4. Finally, file a is merged into the files output in the stage3 reduce stage and written to HDFS.

 

If you confirm that the business requires such a logic, consider the following optimization solution:

1. For join operations, map join is used when a small table cannot exceed 1 GB.

2. For group by or distinct, set hive. groupby. skewindata = true.

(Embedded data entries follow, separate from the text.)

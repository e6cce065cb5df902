//! Push synthetic media through a stage and report on its outputs.

use std::path::PathBuf;
use std::sync::mpsc::{self, Receiver};

use anyhow::Context;
use avgraph_config::BuiltStage;
use avgraph_core::names::pixel_format_name;
use avgraph_core::{FilterStage, OutputEvent, PadId, StageEvent};
use avgraph_media::{BufferAllocator, FlowDef};
use clap::Args;
use serde::Serialize;

use super::check::state_name;
use super::common::build_stage;
use crate::synth;

/// Run a stage.
#[derive(Args)]
pub struct RunArgs {
    /// Stage config (TOML)
    #[arg(short, long)]
    pub config: PathBuf,

    /// Buffers to push into each input
    #[arg(short = 'n', long, default_value_t = 25)]
    pub frames: u64,

    /// Print the report as JSON
    #[arg(long)]
    pub json: bool,
}

/// What one output produced.
#[derive(Debug, Serialize)]
struct OutputReport {
    name: String,
    format: Option<String>,
    /// Engine pixel format of picture outputs.
    pixel_format: Option<String>,
    flow_defs: u64,
    buffers: u64,
    first_pts: Option<u64>,
    last_pts: Option<u64>,
    /// Program time strictly increased from buffer to buffer.
    increasing: bool,
    latency: u64,
}

#[derive(Debug, Serialize)]
struct Report {
    description: String,
    graph: &'static str,
    frames: u64,
    errors: Vec<String>,
    outputs: Vec<OutputReport>,
}

/// Where synthetic buffers go in.
enum Feed {
    Main(FlowDef),
    Pad(PadId, FlowDef),
}

struct Tap {
    name: String,
    pad: Option<PadId>,
    rx: Receiver<OutputEvent>,
}

impl Tap {
    fn report(&self, stage: &FilterStage) -> OutputReport {
        let mut report = OutputReport {
            name: self.name.clone(),
            format: None,
            pixel_format: None,
            flow_defs: 0,
            buffers: 0,
            first_pts: None,
            last_pts: None,
            increasing: true,
            latency: 0,
        };
        for event in self.rx.try_iter() {
            match event {
                OutputEvent::FlowDef(flow) => {
                    report.flow_defs += 1;
                    report.format = flow.def().map(str::to_string);
                    report.pixel_format = pixel_format_name(&flow, false).ok().map(str::to_string);
                    report.latency = flow.latency();
                }
                OutputEvent::Buffer(buffer) => {
                    report.buffers += 1;
                    let pts = buffer.attrs.pts_prog;
                    if let (Some(last), Some(pts)) = (report.last_pts, pts)
                        && pts <= last
                    {
                        report.increasing = false;
                    }
                    report.first_pts = report.first_pts.or(pts);
                    report.last_pts = pts.or(report.last_pts);
                }
            }
        }
        if let Some(latency) = self.pad.and_then(|id| stage.pad_latency(id)) {
            report.latency = latency;
        }
        report
    }
}

/// Run the run command.
pub fn run(args: RunArgs) -> anyhow::Result<()> {
    let (config, built) = build_stage(&args.config)?;
    let BuiltStage {
        mut stage,
        inputs,
        outputs,
    } = built;

    let alloc = BufferAllocator::new();
    stage.set_allocator(alloc.clone());

    let mut feeds = Vec::new();
    let mut taps = Vec::new();
    if let Some(flow) = stage.input_format().cloned() {
        feeds.push(Feed::Main(flow));
        let (tx, rx) = mpsc::channel();
        stage.attach_main_output(Box::new(tx));
        taps.push(Tap {
            name: "main".to_string(),
            pad: None,
            rx,
        });
    }
    for (name, id) in &inputs {
        match stage.pad_flow_def(*id).cloned() {
            Some(flow) => feeds.push(Feed::Pad(*id, flow)),
            None => tracing::warn!(pad = %name, "input has no format, nothing to push"),
        }
    }
    for (name, id) in &outputs {
        let (tx, rx) = mpsc::channel();
        stage
            .attach_output(*id, Box::new(tx))
            .with_context(|| format!("cannot attach output '{name}'"))?;
        taps.push(Tap {
            name: name.clone(),
            pad: Some(*id),
            rx,
        });
    }

    for index in 0..args.frames {
        for feed in &feeds {
            match feed {
                Feed::Main(flow) => {
                    let buffer = synth::buffer(&alloc, flow, index)?;
                    stage.push(buffer).context("input rejected a buffer")?;
                }
                Feed::Pad(id, flow) => {
                    let buffer = synth::buffer(&alloc, flow, index)?;
                    stage
                        .push_input(*id, buffer)
                        .with_context(|| format!("pad {id} rejected a buffer"))?;
                }
            }
        }
    }
    stage.poll();

    let errors = stage
        .take_events()
        .into_iter()
        .filter_map(|event| match event {
            StageEvent::GraphFailed { message, .. } | StageEvent::Error { message, .. } => {
                Some(message)
            }
            _ => None,
        })
        .collect();
    let report = Report {
        description: config.description.clone(),
        graph: state_name(stage.graph_state()),
        frames: args.frames,
        errors,
        outputs: taps.iter().map(|tap| tap.report(&stage)).collect(),
    };

    if args.json {
        println!("{}", serde_json::to_string_pretty(&report)?);
    } else {
        print_report(&report);
    }
    Ok(())
}

fn print_report(report: &Report) {
    println!("Description: {}", report.description);
    println!("Graph:       {}", report.graph);
    println!("Pushed:      {} per input", report.frames);
    println!();
    for output in &report.outputs {
        println!("{}", output.name);
        println!("  Format:    {}", output.format.as_deref().unwrap_or("-"));
        if let Some(pixels) = &output.pixel_format {
            println!("  Pixels:    {pixels}");
        }
        println!("  Buffers:   {}", output.buffers);
        if let (Some(first), Some(last)) = (output.first_pts, output.last_pts) {
            println!("  Program:   {first} .. {last}");
        }
        println!(
            "  Increasing: {}",
            if output.increasing { "yes" } else { "no" }
        );
        println!("  Latency:   {}", output.latency);
    }
    for error in &report.errors {
        println!("error: {error}");
    }
}
//! Property-based tests for avgraph-media.
//!
//! Covers exact rational reduction and shared-storage lifetime.

use avgraph_media::rational::gcd;
use avgraph_media::{BufferAllocator, PlaneLayout, Rational};
use proptest::prelude::*;

proptest! {
    #![proptest_config(ProptestConfig::with_cases(1000))]

    /// Reduction keeps the value and leaves nothing to divide out.
    #[test]
    fn simplified_is_exact_and_reduced(num in -1_000_000i64..1_000_000, den in 1u64..1_000_000) {
        let r = Rational::new(num, den).simplified();
        prop_assert_eq!(
            i128::from(r.num) * i128::from(den),
            i128::from(num) * i128::from(r.den)
        );
        if num != 0 {
            prop_assert_eq!(gcd(r.num.unsigned_abs(), r.den), 1);
        }
    }
}

proptest! {
    #![proptest_config(ProptestConfig::with_cases(200))]

    /// Storage stays live until its last reference goes, whatever the order.
    #[test]
    fn storage_outlives_every_share(
        order in Just((0..8usize).collect::<Vec<_>>()).prop_shuffle(),
    ) {
        let alloc = BufferAllocator::new();
        let planes = [PlaneLayout::new("y8", 1, 1, 1)];
        let first = alloc.picture(8, 8, &planes).build();
        let mut refs: Vec<_> = (0..order.len()).map(|_| Some(first.share())).collect();
        drop(first);

        for (dropped, &i) in order.iter().enumerate() {
            prop_assert_eq!(alloc.live_buffers(), 1);
            refs[i] = None;
            if dropped + 1 < order.len() {
                prop_assert!(refs.iter().flatten().all(|b| b.pic_size().is_ok()));
            }
        }
        prop_assert_eq!(alloc.live_buffers(), 0);
    }
}
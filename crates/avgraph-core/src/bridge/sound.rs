//! Sound conversions.

use std::sync::Arc;

use avgraph_engine::{AudioProps, FramePlane, FrameProps, NativeFrame};
use avgraph_media::{MediaBuffer, MediaKind, SourceLayout};

use super::release::PlaneMapper;
use crate::descriptor::AudioDescriptor;
use crate::error::StageError;
use crate::formats::{plane_sample_size, sound_plane_names};

/// Wraps the channel planes of a sound buffer into a native audio frame.
pub(super) fn to_native(buffer: MediaBuffer, desc: &AudioDescriptor) -> Result<NativeFrame, StageError> {
    if buffer.kind() != Some(MediaKind::Sound) {
        return Err(StageError::invalid("sound input carries no sound"));
    }
    let samples = buffer.sound_samples()?;
    let sample_size = buffer.sound_sample_size()?;
    let expected = plane_sample_size(desc.format, desc.layout.channels);
    if sample_size != expected {
        return Err(StageError::invalid(format!(
            "sample size {sample_size}, expected {expected}"
        )));
    }
    let names = sound_plane_names(desc.format, desc.layout.channels);
    let available = buffer.sound_planes()?;
    if available.len() != names.len() {
        return Err(StageError::invalid(format!(
            "{} sound planes, expected {}",
            available.len(),
            names.len()
        )));
    }
    let nb_samples = u32::try_from(samples)
        .map_err(|_| StageError::invalid(format!("{samples} samples in one buffer")))?;

    let mapper = PlaneMapper::new(buffer);
    let mut planes = Vec::with_capacity(names.len());
    for name in &names {
        let plane = mapper.map(name)?;
        planes.push(FramePlane {
            data: Arc::new(plane),
            linesize: samples * sample_size,
        });
    }

    let mut frame = NativeFrame::new(FrameProps::Audio(AudioProps {
        format: desc.format,
        layout: desc.layout,
        sample_rate: desc.sample_rate,
        nb_samples,
    }));
    frame.planes = planes;
    Ok(frame)
}

/// Plane layout of a native audio frame as seen by the pipeline.
pub(super) fn layout(frame: &NativeFrame, props: &AudioProps) -> Result<SourceLayout, StageError> {
    let names = sound_plane_names(props.format, props.layout.channels);
    if names.len() != frame.planes.len() {
        return Err(StageError::invalid(format!(
            "{} frame with {} planes for {} channels",
            props.format,
            frame.planes.len(),
            props.layout.channels
        )));
    }
    Ok(SourceLayout::Sound {
        samples: props.nb_samples as usize,
        sample_size: plane_sample_size(props.format, props.layout.channels),
        planes: names,
    })
}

3. Try to use the preceding SQL statement adjustment for Optimization

 

From http://www.tbdata.org/archives/2109

Related Article

Contact Us

The content source of this page is from Internet, which doesn't represent Alibaba Cloud's opinion; products and services mentioned on that page don't have any relationship with Alibaba Cloud. If the content of the page makes you feel confusing, please write us an email, we will handle the problem within 5 days after receiving your email.

If you find any instances of plagiarism from the community, please send an email to: info-contact@alibabacloud.com and provide relevant evidence. A staff member will contact you within 5 working days.

A Free Trial That Lets You Build Big!

Start building with 50+ products and up to 12 months usage for Elastic Compute Service

  • Sales Support

    1 on 1 presale consultation

  • After-Sales Support

    24/7 Technical Support 6 Free Tickets per Quarter Faster Response

  • Alibaba Cloud offers highly flexible support services tailored to meet your exact needs.